Brief:
Which lines below fall between the one containing "filename crates/kestrel-skill/src/builtin/query.rs" and the one containing "a filtered query."? Repeat them exactly, counting both of those lines, and add nothing else.

Stored data:
_ _ _ _ _ _ _

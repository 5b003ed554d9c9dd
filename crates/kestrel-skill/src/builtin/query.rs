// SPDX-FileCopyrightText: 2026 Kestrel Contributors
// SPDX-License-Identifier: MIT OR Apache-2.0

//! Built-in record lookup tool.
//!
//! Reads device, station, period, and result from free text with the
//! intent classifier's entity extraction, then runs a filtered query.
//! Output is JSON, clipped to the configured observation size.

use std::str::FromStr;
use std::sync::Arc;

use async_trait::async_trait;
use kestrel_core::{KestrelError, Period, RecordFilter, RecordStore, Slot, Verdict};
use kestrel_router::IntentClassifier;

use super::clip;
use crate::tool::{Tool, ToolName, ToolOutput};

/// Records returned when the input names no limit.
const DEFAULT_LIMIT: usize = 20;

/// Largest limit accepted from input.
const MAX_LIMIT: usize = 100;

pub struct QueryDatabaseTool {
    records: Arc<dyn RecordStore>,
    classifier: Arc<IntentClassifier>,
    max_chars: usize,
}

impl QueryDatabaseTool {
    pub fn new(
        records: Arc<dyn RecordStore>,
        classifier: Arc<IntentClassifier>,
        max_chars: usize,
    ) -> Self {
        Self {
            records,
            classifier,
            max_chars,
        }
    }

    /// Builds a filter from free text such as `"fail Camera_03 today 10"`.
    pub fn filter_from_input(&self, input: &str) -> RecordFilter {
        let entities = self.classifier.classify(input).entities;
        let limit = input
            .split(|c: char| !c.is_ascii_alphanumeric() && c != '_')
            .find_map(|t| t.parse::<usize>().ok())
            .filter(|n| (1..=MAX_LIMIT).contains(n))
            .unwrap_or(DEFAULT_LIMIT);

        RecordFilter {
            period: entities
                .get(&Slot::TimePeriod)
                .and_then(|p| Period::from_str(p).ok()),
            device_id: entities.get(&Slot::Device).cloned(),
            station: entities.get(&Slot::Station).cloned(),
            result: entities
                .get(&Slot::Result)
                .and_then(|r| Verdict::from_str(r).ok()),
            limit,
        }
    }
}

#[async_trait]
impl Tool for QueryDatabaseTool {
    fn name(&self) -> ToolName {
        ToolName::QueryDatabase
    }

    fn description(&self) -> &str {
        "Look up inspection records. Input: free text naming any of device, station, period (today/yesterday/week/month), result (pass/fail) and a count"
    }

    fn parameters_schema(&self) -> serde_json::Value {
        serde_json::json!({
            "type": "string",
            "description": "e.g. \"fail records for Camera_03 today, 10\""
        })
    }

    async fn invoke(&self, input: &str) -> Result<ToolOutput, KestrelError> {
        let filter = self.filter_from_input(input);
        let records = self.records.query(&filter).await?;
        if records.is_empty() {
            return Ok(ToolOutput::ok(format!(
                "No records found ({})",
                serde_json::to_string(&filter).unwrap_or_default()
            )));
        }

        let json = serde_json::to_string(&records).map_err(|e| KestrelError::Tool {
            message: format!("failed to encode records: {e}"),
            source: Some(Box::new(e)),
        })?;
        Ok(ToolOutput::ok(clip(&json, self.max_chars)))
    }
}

_ _ _ _ _ _ _

Written reply:
filename crates/kestrel-skill/src/builtin/query.rs
// SPDX-FileCopyrightText: 2026 Kestrel Contributors
// SPDX-License-Identifier: MIT OR Apache-2.0

//! Built-in record lookup tool.
//!
//! Reads device, station, period, and result from free text with the
//! intent classifier's entity extraction, then runs a filtered query.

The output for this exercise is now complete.